Time to move to the moon, says Stephen Hawking

lunar city
Public Domain / 1963 model of the early Apollo lunar lander concept. (WIkimedia Commons)

Convinced that our time on Earth is short, the astrophysicist says we should (and could) hit the moon within 30 years.

Trondheim, Norway is hosting the star-studded space-and-music mash-up known as the Starmus Festival this week, and given that Stephen Hawking loves both science and rock music, he delivered a speech to the lucky crowd via video link. Titled “The future of humanity,” the 75-year-old Hawking said, “Earth is under threat from so many areas that it is difficult for me to be positive.”

“We are running out of space, and the only place we can go to are other worlds. It is time to explore other solar systems,” said the wise cosmologist. “Spreading out may be the only thing that saves us from ourselves. I am convinced that humans need to leave Earth.”

This isn’t the first time we’ve heard this from Hawking. Late last year the physicist gave us 1,000 years before we’d have to hightail it from our planet; in May he bumped the schedule up to within the next 100 years.
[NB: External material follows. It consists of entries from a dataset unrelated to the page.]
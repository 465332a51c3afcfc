//! Service definition type definitions for sls-azure
//!
//! This module defines the serde model for a Serverless Framework service
//! definition (`serverless.yml`), reduced to the fields the adapter consumes.
//! Provider fields have sensible Azure defaults; binding entries stay
//! free-form because the event schema is open-ended.

use serde::{Deserialize, Serialize};
use std::collections::HashMap;

/// A parsed `serverless.yml` service definition.
#[derive(Debug, Clone, Serialize, Deserialize)]
pub struct ServiceConfig {
    /// Service name, used as the default prefix for generated resource names.
    pub service: String,
    /// Cloud provider settings.
    #[serde(default)]
    pub provider: ProviderConfig,
    /// Function definitions keyed by function name.
    #[serde(default)]
    pub functions: HashMap<String, FunctionConfig>,
}

// ============================================================================
// Provider Configuration
// ============================================================================

/// Provider block of the service definition.
#[derive(Debug, Clone, Serialize, Deserialize)]
#[serde(default)]
pub struct ProviderConfig {
    /// Provider name; this adapter only targets `azure`.
    pub name: String,
    /// Worker runtime for the function app.
    pub runtime: String,
    /// Azure region the service deploys into.
    pub region: String,
    /// Deployment stage (dev, staging, prod, ...).
    pub stage: String,
    /// Short prefix prepended to generated resource names.
    pub prefix: String,
}

impl Default for ProviderConfig {
    fn default() -> Self {
        Self {
            name: "azure".to_string(),
            runtime: "nodejs18".to_string(),
            region: "westus".to_string(),
            stage: "dev".to_string(),
            prefix: "sls".to_string(),
        }
    }
}

// ============================================================================
// Function Configuration
// ============================================================================

/// A single function definition.
#[derive(Debug, Clone, Serialize, Deserialize)]
pub struct FunctionConfig {
    /// Handler reference of the form `<relativePath>.<entryPoint>`.
    pub handler: String,
    /// Declared binding entries. Each is a mapping with a binding type key,
    /// an optional `direction`, and optional settings nested under
    /// `x-azure-settings`.
    #[serde(default)]
    pub events: Vec<serde_json::Value>,
}

#[cfg(test)]
mod tests {
    use super::*;

    #[test]
    fn test_provider_defaults() {
        let provider = ProviderConfig::default();
        assert_eq!(provider.name, "azure");
        assert_eq!(provider.runtime, "nodejs18");
        assert_eq!(provider.region, "westus");
        assert_eq!(provider.stage, "dev");
        assert_eq!(provider.prefix, "sls");
    }

    #[test]
    fn test_service_from_yaml() {
        let yaml = r#"
service: greeter
provider:
  name: azure
  region: eastus2
functions:
  hello:
    handler: src/handlers/hello.greet
    events:
      - http: true
        x-azure-settings:
          authLevel: anonymous
"#;
        let config: ServiceConfig = serde_yaml::from_str(yaml).unwrap();
        assert_eq!(config.service, "greeter");
        assert_eq!(config.provider.region, "eastus2");
        // Defaults should apply to unspecified provider fields
        assert_eq!(config.provider.stage, "dev");

        let hello = config.functions.get("hello").unwrap();
        assert_eq!(hello.handler, "src/handlers/hello.greet");
        assert_eq!(hello.events.len(), 1);
        assert!(hello.events[0].get("http").is_some());
    }

    #[test]
    fn test_service_minimal_yaml() {
        let config: ServiceConfig = serde_yaml::from_str("service: tiny").unwrap();
        assert_eq!(config.service, "tiny");
        assert!(config.functions.is_empty());
        assert_eq!(config.provider.name, "azure");
    }

    #[test]
    fn test_function_events_default_empty() {
        let yaml = r#"
service: greeter
functions:
  hello:
    handler: hello.run
"#;
        let config: ServiceConfig = serde_yaml::from_str(yaml).unwrap();
        assert!(config.functions["hello"].events.is_empty());
    }

    #[test]
    fn test_malformed_events_rejected() {
        // An events block that is not a list fails at parse time rather than
        // surfacing as a silent extraction miss later.
        let yaml = r#"
service: greeter
functions:
  hello:
    handler: hello.run
    events: 12
"#;
        assert!(serde_yaml::from_str::<ServiceConfig>(yaml).is_err());
    }

    #[test]
    fn test_service_roundtrip_json() {
        let yaml = r#"
service: greeter
functions:
  hello:
    handler: hello.run
"#;
        let config: ServiceConfig = serde_yaml::from_str(yaml).unwrap();
        let json = serde_json::to_string(&config).unwrap();
        assert!(json.contains("greeter"));
        assert!(json.contains("hello.run"));
    }
}
//! Handler metadata resolution
//!
//! Maps a function's declared handler string (`<relativePath>.<entryPoint>`)
//! to the source file the worker loads and the export it invokes. The file
//! path is resolved against the service root with a preference for the
//! function's own folder, and separators are normalized for the host OS.

use std::path::{Path, PathBuf, MAIN_SEPARATOR};

use tracing::debug;

use crate::bindings::binding_name;
use crate::config::FunctionConfig;
use crate::error::{AdapterError, Result};

/// Source file extension appended to the handler path stem (Node worker
/// convention of the source ecosystem).
const HANDLER_EXT: &str = "js";

/// Where a function's code lives and which export to invoke.
///
/// Derived per function definition, never stored.
#[derive(Debug, Clone, PartialEq, Eq)]
pub struct FunctionMetadata {
    /// Exported symbol the runtime invokes.
    pub entry_point: String,
    /// Handler source file, relative to the service root, in the host OS
    /// separator convention.
    pub handler_path: PathBuf,
    /// Declared binding names in declaration order; these are the invocation
    /// parameters the runtime passes to the entry point.
    pub params: Vec<String>,
}

/// Resolve a function's handler string into [`FunctionMetadata`].
///
/// The entry point is the substring after the last `.`; the part before it
/// is the source file stem. If `<service_root>/<function_name>/<file>`
/// exists the handler is taken from the function's own folder, otherwise it
/// resolves relative to the service root (which also covers arbitrary paths
/// outside function folders).
pub fn function_metadata(
    function_name: &str,
    function: &FunctionConfig,
    service_root: &Path,
) -> Result<FunctionMetadata> {
    let (stem, entry_point) = function
        .handler
        .rsplit_once('.')
        .filter(|(stem, entry)| !stem.is_empty() && !entry.is_empty())
        .ok_or_else(|| AdapterError::MalformedHandler(function.handler.clone()))?;

    let file = format!("{}.{}", normalize_separators(stem), HANDLER_EXT);

    let handler_path = if service_root.join(function_name).join(&file).exists() {
        debug!(
            function = function_name,
            file = %file,
            "Handler resolved inside function folder"
        );
        PathBuf::from(function_name).join(&file)
    } else {
        debug!(
            function = function_name,
            file = %file,
            "Handler resolved relative to service root"
        );
        PathBuf::from(&file)
    };

    let params = function
        .events
        .iter()
        .filter_map(|event| binding_name(event).map(str::to_string))
        .collect();

    Ok(FunctionMetadata {
        entry_point: entry_point.to_string(),
        handler_path,
        params,
    })
}

/// Rewrite both `/` and `\` to the host OS separator.
fn normalize_separators(path: &str) -> String {
    path.replace(['/', '\\'], &MAIN_SEPARATOR.to_string())
}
As the Washington Post reports, Hawking gives a host of reasons why we might need to skedaddle. There's the extraterrestrial apocalypses, such as asteroid impacts “guaranteed by the laws of physics and probability." And if the asteroids don't get us, there's always the melting polar ice caps, loss of animal life, dwindling physical resources, and other grim scenarios that we seem hell-bent on achieving.

“The Earth is becoming too small for us,” he said. Not to mention too hot; even if President Trump does not agree. Hawking – one of the smartest people on the planet, mind you – says Trump “may just have taken the most serious and wrong decision on climate change this world has seen. I am arguing for the future of humanity and a long-term strategy to achieve this.”

Hawking’s travel plan looks something like this: Countries should work together in the creation of a moon colony within 30 years. We can get to Mars in the next decade or so, with a base following several decades later. After that? “Alpha Centauri system is a promising target, except that with current technology,” he said, “interstellar travel is utterly impractical.”

Given that the head of the European Space Agency, Johann-Dietrich Woerner, says that we’ll have the technology to build a moon village in around 20 years, we might be right on track.

“The human race has existed as a separate species for about 2 million years. Civilization began about 10,000 years ago, and the rate of development has been steadily increasing,” Hawking said. “If humanity is to continue for another million years, our future lies in boldly going where no one else has gone before.”

Hopefully, we’ll just tread a bit more lightly once we get there.